Anwar Sadat was the President of Egypt at the time of the signing of the Camp David Accords, which kicked Egypt out of the Arab League, and he was scrutinized for his involvement in the Camp David Accords and his involvement with Israel. In the article “Sadat and Camp David Reappraised” by Zahid Mahmood, the author’s thesis states “This article will cover the discussions that took place between Cairo and Washington in early 1977 and the secret meetings between Sadat’s special envoy, Hasan Tuhamy, and Moshe Dayan in the summer of the year-meetings which convinced Sadat that he should go to Jerusalem”  which allows the author to continue in his next sentence about the other topics being discussed in the paper as well as expand on the topics mentioned in the thesis. Mahmood talks about Sadat and how he planned trips to Jerusalem and one of his main “…foreign policy goal[s] upon assuming office in September 1970, they say, was to settle the conflict with Israel and regain Egypt’s leadership role in the Arab world”  which would play a factor in meeting with Israel for the signing of the Camp David Accords. While Sadat wanted to meet with Israel, he wanted Egypt to become a “…preeminence in the Arab World (lost to the ascendant oil states) and to tap Western resources for his floundering economy, Sadat undertook to make what he called a ‘strategic partner’ of the United States in the region. In return for American economic and military aid…Sadat wanted to ‘compete with Israel over who could better serve American interests in the Middle East, Egypt or Israel’”  which showed that Anwar al-Sadat had motives other than peace with Israel going into the Camp David Accords. As time drew near for the meeting at Camp David, al-Sadat decided that he wanted the United States as an ally and this pushed him to make peace with Israel and try and get in good standing with the United States. While Anwar al-Sadat face backlash regarding the Camp David Accords from the Arab League, al-Sadat tried to accomplish one of his foreign policy ideas and tried to make an ally out of the United States.

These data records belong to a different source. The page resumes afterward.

use crate::models::{Location, Machine};
use serde::Serialize;
use std::collections::HashMap;

/// Taille maximale de la table affichée. La troncature s'applique APRÈS le
/// tri, jamais avant.
pub const MAX_TABLE_ROWS: usize = 15;

/// Ligne de la table de performance des baux : un emplacement et les
/// métriques agrégées de ses machines.
#[derive(Debug, Clone, PartialEq, Serialize)]
pub struct LeaseRow {
    pub location_id: String,
    pub name: String,
    pub machines: u32,
    pub cycles: u64,
    pub errors: u64,
    /// Uptime moyen des machines du bail, 0 si le bail n'a pas de machine
    pub avg_uptime: f64,
}

/// Métrique de classement, choisie par nom dans un ensemble fermé.
#[derive(Debug, Clone, Copy, PartialEq, Eq)]
pub enum LeaseMetric {
    Cycles,
    Errors,
    Uptime,
}

impl LeaseMetric {
    pub fn value(&self, row: &LeaseRow) -> f64 {
        match self {
            LeaseMetric::Cycles => row.cycles as f64,
            LeaseMetric::Errors => row.errors as f64,
            LeaseMetric::Uptime => row.avg_uptime,
        }
    }
}

/// Clé de tri active : la métrique (descendant), le nom (ascendant) ou le
/// compte de machines (descendant).
#[derive(Debug, Clone, Copy, PartialEq, Eq)]
pub enum SortKey {
    Metric,
    Name,
    MachineCount,
}

/// Agrège les machines par emplacement en lignes de performance. Chaque
/// emplacement produit une ligne, même sans machine (métriques à zéro).
pub fn lease_rows(locations: &[Location], machines: &[Machine]) -> Vec<LeaseRow> {
    let mut grouped: HashMap<&str, Vec<&Machine>> = HashMap::new();
    for machine in machines {
        grouped
            .entry(machine.location_id.as_str())
            .or_default()
            .push(machine);
    }

    locations
        .iter()
        .map(|location| {
            let fleet = grouped.get(location.id.as_str()).map(Vec::as_slice).unwrap_or(&[]);
            let count = fleet.len();
            let avg_uptime = if count == 0 {
                0.0
            } else {
                fleet.iter().map(|m| m.metrics.uptime).sum::<f64>() / count as f64
            };
            LeaseRow {
                location_id: location.id.clone(),
                name: location.name.clone(),
                machines: count as u32,
                cycles: fleet.iter().map(|m| m.metrics.cycles).sum(),
                errors: fleet.iter().map(|m| m.metrics.errors).sum(),
                avg_uptime,
            }
        })
        .collect()
}

/// Trie les lignes selon la clé active puis tronque à MAX_TABLE_ROWS.
/// Le tri est stable : à valeur égale, l'ordre d'entrée est conservé.
pub fn rank_leases(rows: &[LeaseRow], metric: LeaseMetric, sort: SortKey) -> Vec<LeaseRow> {
    let mut ranked: Vec<LeaseRow> = rows.to_vec();

    match sort {
        SortKey::Metric => {
            ranked.sort_by(|a, b| metric.value(b).total_cmp(&metric.value(a)));
        }
        SortKey::Name => {
            ranked.sort_by(|a, b| a.name.cmp(&b.name));
        }
        SortKey::MachineCount => {
            ranked.sort_by(|a, b| b.machines.cmp(&a.machines));
        }
    }

    ranked.truncate(MAX_TABLE_ROWS);
    ranked
}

While there are scholarly sources regarding certain events in history, primary sources help to give context to the events that have shaped history and give a first-hand account of what occurred during a specific event. In the article “The Camp David Agreement and the Palestine Problem” by Fayez A. Sayegh, the author (“an Adviser to the Kuwait delegation to the United Nations” ) states the thesis as “American diplomats and spokesmen have also launched an intensive campaign aimed at convincing leaders of a skeptical world- particularly Arab leaders- that what was accomplished at Camp David was not merely the foundation of a separate, bilateral peace treaty between Egypt and Israel but a genuine framework for a comprehensive settlement of the Arab-Israeli conflict in all its aspects- including its root cause, the Palestine problem”  and this allows the audience to understand the viewpoint of the author and how his views relate to the rest of the article. Sayegh breaks down how the Camp David Accords effect Israel and Palestine and breaks down each topic mentioned in the Camp David Accords. Fayez Sayegh also mentions the U.N. Security Council Resolution 242 by referencing it in the lines “At Camp David, however, American and Israeli negotiators- aided and abetted by the docile acquiescence of the Egyptian negotiators- committed both sins against the ‘sanctity’ of resolution 242 at once: they injected new elements into one set of provisions, and they omitted any specific reference to the other, counterbalancing set of provisions”  and this is important because resolution 242 tried to help keep the peace in Israel and the surrounding Arab states and this line also lets the author insert his bias on the topic without stating it. Sayegh continues to go into detail regarding the resolution and how the Egypt and Israel were both involved in changing the resolution when it came time to discuss the Camp David Accords. While first-hand accounts help provide insight into a topic or an event in history, there will be bias whether it is stated clearly or not.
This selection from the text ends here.